Apontei, mirei cuidadosamente e atirei. Fiz isto cinco vezes. E com um clic avisando estar sem munição virei para o instrutor que corrigiu a posição da arma. Eu estava apontando para ele!

Fomos até o alvo e foi com muito orgulho que constatei não ter errado nenhum tiro.

Carlos disse que eu precisava dar vinte tiros. Fiquei aterrada! Vinte! Meu dedo estava doendo e eu não tinha mais força para apertar o gatilho. Contei isto pra ele. E ele falou que eu precisava dar vinte tiros com ele e depois mais vinte com o observador da polícia federal. Se eu não conseguisse só poderia realizar outra prova dali a trinta dias e teria que pagar tudo de novo. E eu não conseguia apertar o gatilho.

Então ele deu uma opção. Falou que eu podia puxar o "cão". Claro que precisou dizer o que era o "cão". Eu puxei, mirei e atirei, e fiz assim mais quinze vezes. Não errei nenhum tiro.

Carlos ficou entusiasmado comigo e disse que estava até assustado por eu ter mira tão boa. Falou que muito homem não atirava como eu! Nem eu sabia deste meu dom!

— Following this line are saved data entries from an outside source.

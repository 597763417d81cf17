//! One-sided get from the peer's symmetric region

use super::{ExchangeBuffer, FabricPort, Message, Transport};
use crate::error::{AppError, Result, RetryPolicy};
use crate::types::TransportKind;
use async_trait::async_trait;

/// Symmetric-memory backend
///
/// Each rank publishes its send region as a symmetric region; an exchange is a
/// get of the peer's region into the local receive region. Pairs synchronize
/// through flag rendezvous and every stage starts with a global barrier.
#[derive(Debug)]
pub struct SymmetricMemoryTransport {
    port: FabricPort,
    policy: RetryPolicy,
}

impl SymmetricMemoryTransport {
    pub fn new(port: FabricPort, policy: RetryPolicy) -> Self {
        Self { port, policy }
    }
}

#[async_trait]
impl Transport for SymmetricMemoryTransport {
    fn rank(&self) -> usize {
        self.port.rank()
    }

    fn num_ranks(&self) -> usize {
        self.port.num_ranks()
    }

    fn kind(&self) -> TransportKind {
        TransportKind::Symmetric
    }

    fn requires_stage_barrier(&self) -> bool {
        true
    }

    async fn allocate(&mut self, size: usize) -> Result<ExchangeBuffer> {
        let buffer = ExchangeBuffer::new(size);
        self.port.publish_symmetric(buffer.send());
        Ok(buffer)
    }

    async fn release(&mut self, _buffer: ExchangeBuffer) -> Result<()> {
        self.port.clear_symmetric();
        Ok(())
    }

    async fn barrier(&mut self) -> Result<()> {
        self.port.barrier(&self.policy).await
    }

    async fn rendezvous(&mut self, peer: usize) -> Result<()> {
        self.port.post_flag(peer)?;
        self.port.wait_flag(peer, &self.policy).await
    }

    async fn exchange(&mut self, buffer: &mut ExchangeBuffer, peer: usize) -> Result<()> {
        self.port.get_symmetric(peer, buffer.recv_mut())
    }

    async fn exchange_samples(&mut self, samples: &[f64], peer: usize) -> Result<Vec<f64>> {
        self.port.send(peer, Message::Samples(samples.to_vec()))?;
        match self.port.recv(peer, &self.policy).await? {
            Message::Samples(values) => Ok(values),
            other => Err(AppError::transport(
                self.port.rank(),
                format!("exchange samples with rank {}", peer),
                format!("expected a samples message, got {}", other.kind()),
            )),
        }
    }
}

Subimos para tomar um café e esperar o avaliador da PF. Lá estava um outro rapaz  que se apresentou com o nome de Renan. Conversamos muito sobre armas, segunda guerra mundial, que havia assistido a todos os documentários. O tempo voou, eu estava mais calma, mas preocupada porque teria que atirar mais vinte vezes, avaliada pra valer!

Carlos aproximou-se e perguntou se eu estava pronta. Disse que sim e perguntei se o policial já havia chegado. Ele então revelou que eu estava conversando com ele. Era o Renan. Não imaginam como fiquei aliviada! Estivera conversando de forma tão amigável.

Desci agora com o avaliador. E a sorte teria que estar comigo. Não podia errar nada. Empunhadura, alvo, apontar para o chão, colocar munição, tirar cartuchos. Enfim. Lá fui eu.

Atirei vinte vezes, não errei nenhuma e fiz mira melhor ainda! Fui um sucesso!

Levei a folha do alvo para casa!

Venci! Eu havia vencido meu medo.

Dia seguinte todo músculo do meu peito doía tal havia sido minha tensão nervosa.

Seis meses depois estava com meu registro de posse de arma e claro, com minha arma também! Sim, leva seis meses todo o procedimento.

Hoje, durmo com minha arma ao lado. Faço treino oito vezes por ano. Espero jamais ter que usa-la contra alguém, porém sei que se eu ou minha filha estiver em perigo vou apontar e atirar!